The __hyp_this_cpu_ptr() you add comes from kvm_asm.h.

/me tries it.

Heh, hyp_symbol_addr(). kvm_asm.h should include this, but can't because the
kvm_ksym_ref() dependency is the other-way round. This is just going to bite us somewhere
else later!
If we want to fix it now, moving hyp_symbol_addr() to kvm_asm.h would fix it. It's
generating adrp/add so the 'asm' label is fair, and it really should live with its EL1
counterpart kvm_ksym_ref().


> @@ -294,7 +295,7 @@ void kvm_vcpu_put_sysregs(struct kvm_vcpu *vcpu)
>  	if (!has_vhe())
>  		return;
>  
> -	deactivate_traps_vhe_put();
> +	deactivate_traps_vhe_put(vcpu);
>  
>  	__sysreg_save_el1_state(guest_ctxt);
>  	__sysreg_save_user_state(guest_ctxt);
> @@ -316,3 +317,21 @@ void __hyp_text __kvm_enable_ssbs(void)
>  	"msr	sctlr_el2, %0"
>  	: "=&r" (tmp) : "L" (SCTLR_ELx_DSSBS));
>  }
> +
> +/**
> + * __kvm_populate_host_regs - Stores host register values
> + *
> + * This function acts as a function handler parameter for kvm_call_hyp and
> + * may be called from EL1 exception level to fetch the register value.
> + */
> +void __hyp_text __kvm_populate_host_regs(void)
> +{
> +	struct kvm_cpu_context *host_ctxt;


> +	if (has_vhe())
> +		host_ctxt = this_cpu_ptr(&kvm_host_cpu_state);
> +	else
> +		host_ctxt = __hyp_this_cpu_ptr(kvm_host_cpu_state);

You can use __hyp_this_cpu_ptr() here, even on VHE.

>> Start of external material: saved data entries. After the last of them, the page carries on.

//! Three-screen navigation state machine.
//!
//! # Invariants
//! - Initial screen is `Authentication` with an empty history.
//! - Only the transitions listed on `NavEvent` are applied; anything else
//!   is ignored and leaves state untouched.
//! - Sign-out clears the history, so nothing can navigate back into `List`.

use crate::model::entry::EntryId;
use log::debug;
use std::fmt::{Display, Formatter};

/// Navigable screens.
#[derive(Debug, Clone, Copy, PartialEq, Eq, Hash)]
pub enum Screen {
    Authentication,
    List,
    /// `None` opens a new draft.
    Editor(Option<EntryId>),
}

impl Screen {
    pub fn is_editor(self) -> bool {
        matches!(self, Self::Editor(_))
    }
}

impl Display for Screen {
    fn fmt(&self, f: &mut Formatter<'_>) -> std::fmt::Result {
        match self {
            Self::Authentication => write!(f, "authentication"),
            Self::List => write!(f, "list"),
            Self::Editor(None) => write!(f, "editor(new)"),
            Self::Editor(Some(id)) => write!(f, "editor({id})"),
        }
    }
}

/// Navigation triggers.
#[derive(Debug, Clone, Copy, PartialEq, Eq)]
pub enum NavEvent {
    /// Session provider reported a newly authenticated identity.
    Authenticated,
    CreateEntry,
    OpenEntry(EntryId),
    Back,
    SaveSucceeded,
    DeleteSucceeded,
    /// Sign-out confirmed and completed.
    SignedOut,
}

/// Finite router among `Screen`s with a back-stack history.
#[derive(Debug, Clone)]
pub struct Navigator {
    current: Screen,
    history: Vec<Screen>,
}

impl Default for Navigator {
    fn default() -> Self {
        Self::new()
    }
}

impl Navigator {
    pub fn new() -> Self {
        Self {
            current: Screen::Authentication,
            history: Vec::new(),
        }
    }

    pub fn current(&self) -> Screen {
        self.current
    }

    /// Screens reachable by going back, oldest first.
    pub fn history(&self) -> &[Screen] {
        &self.history
    }

    /// Applies `event` when legal from the current screen.
    ///
    /// Returns whether the screen changed.
    pub fn apply(&mut self, event: NavEvent) -> bool {
        let next = match (self.current, event) {
            (Screen::Authentication, NavEvent::Authenticated) => {
                self.history.clear();
                Screen::List
            }
            (Screen::List, NavEvent::CreateEntry) => {
                self.history.push(Screen::List);
                Screen::Editor(None)
            }
            (Screen::List, NavEvent::OpenEntry(id)) => {
                self.history.push(Screen::List);
                Screen::Editor(Some(id))
            }
            (
                Screen::Editor(_),
                NavEvent::Back | NavEvent::SaveSucceeded | NavEvent::DeleteSucceeded,
            ) => {
                self.history.pop();
                Screen::List
            }
            (Screen::List, NavEvent::SignedOut) => {
                self.history.clear();
                Screen::Authentication
            }
            (current, event) => {
                debug!("event=nav_ignored module=navigation status=noop screen={current} trigger={event:?}");
                return false;
            }
        };

        debug!(
            "event=nav module=navigation status=ok from={} to={}",
            self.current, next
        );
        self.current = next;
        true
    }
}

For VHE the guts are the same and its simpler to use the same version in both cases.


__hyp_this_cpu_ptr(sym) == hyp_symbol_addr(sym) + tpidr_el2;

hyp_symbol_addr() here is just to guarantee the address is generated based on where we're
executing from, not loaded from a literal pool which would give us the link-time address.
(or whenever kaslr applied the relocations). This matters for non-VHE because the compiler
can't know the code has an EL2 address as well as its link-time address.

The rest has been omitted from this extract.